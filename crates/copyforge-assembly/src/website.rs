//! Website assembler
//!
//! A website archetype is a whole-page strategy; each of its sections becomes
//! one [`WebsiteSection`] record and one artifact.

use copyforge_archetype::{Archetype, ArchetypeMeta};
use copyforge_model::{ArtifactKind, ContentArtifact};
use indexmap::IndexMap;
use serde::{Deserialize, Serialize};

use crate::assembler::{Assembler, Assembly};
use crate::context::AssemblyContext;
use crate::error::EngineError;

/// One page section
#[derive(Debug, Clone, PartialEq, Eq, Serialize, Deserialize)]
#[serde(rename_all = "camelCase")]
pub struct WebsiteSection {
    /// Source archetype
    pub archetype_id: String,
    /// Insertion-point name ("hero")
    pub section_name: String,
    /// Display title ("Hero")
    pub title: String,
    /// Section headline
    pub headline: String,
    /// Supporting line, hero sections only
    #[serde(skip_serializing_if = "Option::is_none")]
    pub subheadline: Option<String>,
    /// Body copy
    pub body: String,
    /// Button label
    pub cta: String,
    /// Guidance for designers
    pub layout_guidance: String,
}

/// Builds [`WebsiteSection`]s
#[derive(Debug, Clone, Copy, Default)]
pub struct WebsiteAssembler;

impl Assembler for WebsiteAssembler {
    type Record = WebsiteSection;

    fn kind(&self) -> ArtifactKind {
        ArtifactKind::WebsiteSection
    }

    fn assemble(
        &self,
        ctx: &AssemblyContext<'_>,
        archetype: &'static Archetype,
    ) -> Result<Assembly<WebsiteSection>, EngineError> {
        self.check_kind(archetype)?;
        let ArchetypeMeta::Website { sections } = archetype.meta else {
            return Err(self.wrong_kind(archetype).into());
        };
        let slots = ctx.render(archetype);
        let page_title = ctx.title(archetype);

        let mut assembly = Assembly {
            records: Vec::with_capacity(sections.len()),
            artifacts: Vec::with_capacity(sections.len()),
        };
        for section in sections {
            let field = |leaf: &str| format!("{}.{leaf}", section.name);
            let record = WebsiteSection {
                archetype_id: archetype.id.to_string(),
                section_name: section.name.to_string(),
                title: section.title.to_string(),
                headline: slots.text(&field("headline")),
                subheadline: slots.optional(&field("subheadline")),
                body: slots.text(&field("body")),
                cta: slots.text(&field("cta")),
                layout_guidance: section.layout.to_string(),
            };

            let indices: Vec<usize> = archetype.section_slots(section.name).map(|(i, _)| i).collect();
            let mut fields: IndexMap<String, String> = archetype
                .section_slots(section.name)
                .map(|(_, slot)| (slot.leaf().to_string(), slots.text(slot.field)))
                .collect();
            fields.insert("layoutGuidance".to_string(), section.layout.to_string());
            let artifact = ContentArtifact::new(
                archetype.id,
                ArtifactKind::WebsiteSection,
                format!("{page_title}, {}", section.title),
                fields,
                slots.plan().provenance_for(indices),
            );

            assembly.records.push(record);
            assembly.artifacts.push(artifact);
        }
        Ok(assembly)
    }
}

## Your assignment
Please restate the preceding entries word for word.

## Solution
filename crates/copyforge-assembly/src/website.rs
//! Website assembler
//!
//! A website archetype is a whole-page strategy; each of its sections becomes
//! one [`WebsiteSection`] record and one artifact.

use copyforge_archetype::{Archetype, ArchetypeMeta};
use copyforge_model::{ArtifactKind, ContentArtifact};
use indexmap::IndexMap;
use serde::{Deserialize, Serialize};

use crate::assembler::{Assembler, Assembly};
use crate::context::AssemblyContext;
use crate::error::EngineError;

/// One page section
#[derive(Debug, Clone, PartialEq, Eq, Serialize, Deserialize)]
#[serde(rename_all = "camelCase")]
pub struct WebsiteSection {
    /// Source archetype
    pub archetype_id: String,
    /// Insertion-point name ("hero")
    pub section_name: String,
    /// Display title ("Hero")
    pub title: String,
    /// Section headline
    pub headline: String,
    /// Supporting line, hero sections only
    #[serde(skip_serializing_if = "Option::is_none")]
    pub subheadline: Option<String>,
    /// Body copy
    pub body: String,
    /// Button label
    pub cta: String,
    /// Guidance for designers
    pub layout_guidance: String,
}

/// Builds [`WebsiteSection`]s
#[derive(Debug, Clone, Copy, Default)]
pub struct WebsiteAssembler;

impl Assembler for WebsiteAssembler {
    type Record = WebsiteSection;

    fn kind(&self) -> ArtifactKind {
        ArtifactKind::WebsiteSection
    }

    fn assemble(
        &self,
        ctx: &AssemblyContext<'_>,
        archetype: &'static Archetype,
    ) -> Result<Assembly<WebsiteSection>, EngineError> {
        self.check_kind(archetype)?;
        let ArchetypeMeta::Website { sections } = archetype.meta else {
            return Err(self.wrong_kind(archetype).into());
        };
        let slots = ctx.render(archetype);
        let page_title = ctx.title(archetype);

        let mut assembly = Assembly {
            records: Vec::with_capacity(sections.len()),
            artifacts: Vec::with_capacity(sections.len()),
        };
        for section in sections {
            let field = |leaf: &str| format!("{}.{leaf}", section.name);
            let record = WebsiteSection {
                archetype_id: archetype.id.to_string(),
                section_name: section.name.to_string(),
                title: section.title.to_string(),
                headline: slots.text(&field("headline")),
                subheadline: slots.optional(&field("subheadline")),
                body: slots.text(&field("body")),
                cta: slots.text(&field("cta")),
                layout_guidance: section.layout.to_string(),
            };

            let indices: Vec<usize> = archetype.section_slots(section.name).map(|(i, _)| i).collect();
            let mut fields: IndexMap<String, String> = archetype
                .section_slots(section.name)
                .map(|(_, slot)| (slot.leaf().to_string(), slots.text(slot.field)))
                .collect();
            fields.insert("layoutGuidance".to_string(), section.layout.to_string());
            let artifact = ContentArtifact::new(
                archetype.id,
                ArtifactKind::WebsiteSection,
                format!("{page_title}, {}", section.title),
                fields,
                slots.plan().provenance_for(indices),
            );

            assembly.records.push(record);
            assembly.artifacts.push(artifact);
        }
        Ok(assembly)
    }
}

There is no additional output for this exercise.